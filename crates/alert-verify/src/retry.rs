use crate::{Error, Result, Verified};
use alert_request::NotificationChannel;
use serde::{Deserialize, Serialize};
use std::future::Future;
use std::time::Duration;

/// Schedule of a bounded polling loop. Attempts are spaced by `interval`, and
/// the first attempt is preceded by `initial_delay`. There is no sleep after
/// the final attempt.
#[derive(Debug, Clone, Copy, PartialEq, Eq)]
pub struct Schedule {
    pub max_attempts: u32,
    pub interval: Duration,
    pub initial_delay: Duration,
}

impl Schedule {
    pub fn new(max_attempts: u32, interval: Duration) -> Self {
        Self {
            max_attempts,
            interval,
            initial_delay: Duration::ZERO,
        }
    }

    pub fn with_initial_delay(mut self, initial_delay: Duration) -> Self {
        self.initial_delay = initial_delay;
        self
    }
}

/// Handling of errors raised while probing a remote machine or mailbox.
#[derive(Debug, Clone, Copy, PartialEq, Eq, Serialize, Deserialize)]
#[serde(rename_all = "snake_case")]
pub enum RemoteErrorPolicy {
    /// Log the error and count the attempt as "not yet received".
    Absorb,
    /// Fail verification with [`Error::TransportFailure`].
    Fail,
}

/// Run `check` until it reports a match or the schedule's attempts are
/// exhausted. `check` is called with the 1-based attempt number and returns
/// whether the notification was found.
pub async fn poll_until_matched<F, Fut>(
    channel: NotificationChannel,
    schedule: &Schedule,
    remote_errors: RemoteErrorPolicy,
    mut check: F,
) -> Result<Verified>
where
    F: FnMut(u32) -> Fut,
    Fut: Future<Output = anyhow::Result<bool>>,
{
    if !schedule.initial_delay.is_zero() {
        tracing::debug!(%channel, delay = ?schedule.initial_delay, "waiting before first attempt");
        tokio::time::sleep(schedule.initial_delay).await;
    }

    for attempt in 1..=schedule.max_attempts {
        let matched = match check(attempt).await {
            Ok(matched) => matched,
            Err(source) if remote_errors == RemoteErrorPolicy::Absorb => {
                tracing::warn!(%channel, attempt, error = ?source, "check failed, will retry");
                false
            }
            Err(source) => {
                return Err(Error::TransportFailure {
                    channel,
                    attempt,
                    source,
                })
            }
        };

        if matched {
            tracing::info!(%channel, attempt, "notification received");
            return Ok(Verified {
                channel,
                attempts: attempt,
            });
        }
        tracing::debug!(
            %channel,
            attempt,
            max_attempts = schedule.max_attempts,
            "notification not yet received"
        );

        if attempt != schedule.max_attempts {
            tokio::time::sleep(schedule.interval).await;
        }
    }

    Err(Error::NotificationTimeout {
        channel,
        attempts: schedule.max_attempts,
    })
}

#[cfg(test)]
mod test {
    use super::*;
    use std::sync::atomic::{AtomicU32, Ordering};
    use tokio::time::Instant;

    const INTERVAL: Duration = Duration::from_secs(30);

    #[tokio::test(start_paused = true)]
    async fn test_exhaustion_fails_once_without_trailing_sleep() {
        let calls = AtomicU32::new(0);
        let start = Instant::now();

        let err = poll_until_matched(
            NotificationChannel::Rss,
            &Schedule::new(5, INTERVAL),
            RemoteErrorPolicy::Fail,
            |_| {
                calls.fetch_add(1, Ordering::SeqCst);
                async { Ok::<_, anyhow::Error>(false) }
            },
        )
        .await
        .unwrap_err();

        assert!(matches!(
            err,
            Error::NotificationTimeout {
                channel: NotificationChannel::Rss,
                attempts: 5
            }
        ));
        assert_eq!(calls.load(Ordering::SeqCst), 5);
        assert_eq!(start.elapsed(), INTERVAL * 4);
    }

    #[tokio::test(start_paused = true)]
    async fn test_success_stops_polling() {
        let calls = AtomicU32::new(0);
        let start = Instant::now();

        let verified = poll_until_matched(
            NotificationChannel::Email,
            &Schedule::new(5, INTERVAL),
            RemoteErrorPolicy::Fail,
            |attempt| {
                calls.fetch_add(1, Ordering::SeqCst);
                async move { Ok::<_, anyhow::Error>(attempt == 2) }
            },
        )
        .await
        .unwrap();

        assert_eq!(verified.attempts, 2);
        assert_eq!(calls.load(Ordering::SeqCst), 2);
        assert_eq!(start.elapsed(), INTERVAL);
    }

    #[tokio::test(start_paused = true)]
    async fn test_initial_delay() {
        let start = Instant::now();

        poll_until_matched(
            NotificationChannel::SaveToDisk,
            &Schedule::new(3, INTERVAL).with_initial_delay(INTERVAL),
            RemoteErrorPolicy::Absorb,
            |_| async { Ok::<_, anyhow::Error>(true) },
        )
        .await
        .unwrap();

        assert_eq!(start.elapsed(), INTERVAL);
    }

    #[tokio::test(start_paused = true)]
    #[tracing_test::traced_test]
    async fn test_remote_error_policies() {
        let verified = poll_until_matched(
            NotificationChannel::EventViewer,
            &Schedule::new(3, INTERVAL),
            RemoteErrorPolicy::Absorb,
            |attempt| async move {
                if attempt == 1 {
                    anyhow::bail!("WinRM connection reset")
                }
                Ok::<_, anyhow::Error>(true)
            },
        )
        .await
        .unwrap();
        assert_eq!(verified.attempts, 2);
        assert!(logs_contain("check failed, will retry"));

        let err = poll_until_matched(
            NotificationChannel::Rss,
            &Schedule::new(3, INTERVAL),
            RemoteErrorPolicy::Fail,
            |_| async { Err::<bool, _>(anyhow::anyhow!("access denied")) },
        )
        .await
        .unwrap_err();

        assert!(matches!(
            err,
            Error::TransportFailure {
                channel: NotificationChannel::Rss,
                attempt: 1,
                ..
            }
        ));
    }
}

• **EXERCISE PROMPT**
The records above are to be given again in full, word for word.

• **EXPECTED OUTPUT**
filename crates/alert-verify/src/retry.rs
use crate::{Error, Result, Verified};
use alert_request::NotificationChannel;
use serde::{Deserialize, Serialize};
use std::future::Future;
use std::time::Duration;

/// Schedule of a bounded polling loop. Attempts are spaced by `interval`, and
/// the first attempt is preceded by `initial_delay`. There is no sleep after
/// the final attempt.
#[derive(Debug, Clone, Copy, PartialEq, Eq)]
pub struct Schedule {
    pub max_attempts: u32,
    pub interval: Duration,
    pub initial_delay: Duration,
}

impl Schedule {
    pub fn new(max_attempts: u32, interval: Duration) -> Self {
        Self {
            max_attempts,
            interval,
            initial_delay: Duration::ZERO,
        }
    }

    pub fn with_initial_delay(mut self, initial_delay: Duration) -> Self {
        self.initial_delay = initial_delay;
        self
    }
}

/// Handling of errors raised while probing a remote machine or mailbox.
#[derive(Debug, Clone, Copy, PartialEq, Eq, Serialize, Deserialize)]
#[serde(rename_all = "snake_case")]
pub enum RemoteErrorPolicy {
    /// Log the error and count the attempt as "not yet received".
    Absorb,
    /// Fail verification with [`Error::TransportFailure`].
    Fail,
}

/// Run `check` until it reports a match or the schedule's attempts are
/// exhausted. `check` is called with the 1-based attempt number and returns
/// whether the notification was found.
pub async fn poll_until_matched<F, Fut>(
    channel: NotificationChannel,
    schedule: &Schedule,
    remote_errors: RemoteErrorPolicy,
    mut check: F,
) -> Result<Verified>
where
    F: FnMut(u32) -> Fut,
    Fut: Future<Output = anyhow::Result<bool>>,
{
    if !schedule.initial_delay.is_zero() {
        tracing::debug!(%channel, delay = ?schedule.initial_delay, "waiting before first attempt");
        tokio::time::sleep(schedule.initial_delay).await;
    }

    for attempt in 1..=schedule.max_attempts {
        let matched = match check(attempt).await {
            Ok(matched) => matched,
            Err(source) if remote_errors == RemoteErrorPolicy::Absorb => {
                tracing::warn!(%channel, attempt, error = ?source, "check failed, will retry");
                false
            }
            Err(source) => {
                return Err(Error::TransportFailure {
                    channel,
                    attempt,
                    source,
                })
            }
        };

        if matched {
            tracing::info!(%channel, attempt, "notification received");
            return Ok(Verified {
                channel,
                attempts: attempt,
            });
        }
        tracing::debug!(
            %channel,
            attempt,
            max_attempts = schedule.max_attempts,
            "notification not yet received"
        );

        if attempt != schedule.max_attempts {
            tokio::time::sleep(schedule.interval).await;
        }
    }

    Err(Error::NotificationTimeout {
        channel,
        attempts: schedule.max_attempts,
    })
}

#[cfg(test)]
mod test {
    use super::*;
    use std::sync::atomic::{AtomicU32, Ordering};
    use tokio::time::Instant;

    const INTERVAL: Duration = Duration::from_secs(30);

    #[tokio::test(start_paused = true)]
    async fn test_exhaustion_fails_once_without_trailing_sleep() {
        let calls = AtomicU32::new(0);
        let start = Instant::now();

        let err = poll_until_matched(
            NotificationChannel::Rss,
            &Schedule::new(5, INTERVAL),
            RemoteErrorPolicy::Fail,
            |_| {
                calls.fetch_add(1, Ordering::SeqCst);
                async { Ok::<_, anyhow::Error>(false) }
            },
        )
        .await
        .unwrap_err();

        assert!(matches!(
            err,
            Error::NotificationTimeout {
                channel: NotificationChannel::Rss,
                attempts: 5
            }
        ));
        assert_eq!(calls.load(Ordering::SeqCst), 5);
        assert_eq!(start.elapsed(), INTERVAL * 4);
    }

    #[tokio::test(start_paused = true)]
    async fn test_success_stops_polling() {
        let calls = AtomicU32::new(0);
        let start = Instant::now();

        let verified = poll_until_matched(
            NotificationChannel::Email,
            &Schedule::new(5, INTERVAL),
            RemoteErrorPolicy::Fail,
            |attempt| {
                calls.fetch_add(1, Ordering::SeqCst);
                async move { Ok::<_, anyhow::Error>(attempt == 2) }
            },
        )
        .await
        .unwrap();

        assert_eq!(verified.attempts, 2);
        assert_eq!(calls.load(Ordering::SeqCst), 2);
        assert_eq!(start.elapsed(), INTERVAL);
    }

    #[tokio::test(start_paused = true)]
    async fn test_initial_delay() {
        let start = Instant::now();

        poll_until_matched(
            NotificationChannel::SaveToDisk,
            &Schedule::new(3, INTERVAL).with_initial_delay(INTERVAL),
            RemoteErrorPolicy::Absorb,
            |_| async { Ok::<_, anyhow::Error>(true) },
        )
        .await
        .unwrap();

        assert_eq!(start.elapsed(), INTERVAL);
    }

    #[tokio::test(start_paused = true)]
    #[tracing_test::traced_test]
    async fn test_remote_error_policies() {
        let verified = poll_until_matched(
            NotificationChannel::EventViewer,
            &Schedule::new(3, INTERVAL),
            RemoteErrorPolicy::Absorb,
            |attempt| async move {
                if attempt == 1 {
                    anyhow::bail!("WinRM connection reset")
                }
                Ok::<_, anyhow::Error>(true)
            },
        )
        .await
        .unwrap();
        assert_eq!(verified.attempts, 2);
        assert!(logs_contain("check failed, will retry"));

        let err = poll_until_matched(
            NotificationChannel::Rss,
            &Schedule::new(3, INTERVAL),
            RemoteErrorPolicy::Fail,
            |_| async { Err::<bool, _>(anyhow::anyhow!("access denied")) },
        )
        .await
        .unwrap_err();

        assert!(matches!(
            err,
            Error::TransportFailure {
                channel: NotificationChannel::Rss,
                attempt: 1,
                ..
            }
        ));
    }
}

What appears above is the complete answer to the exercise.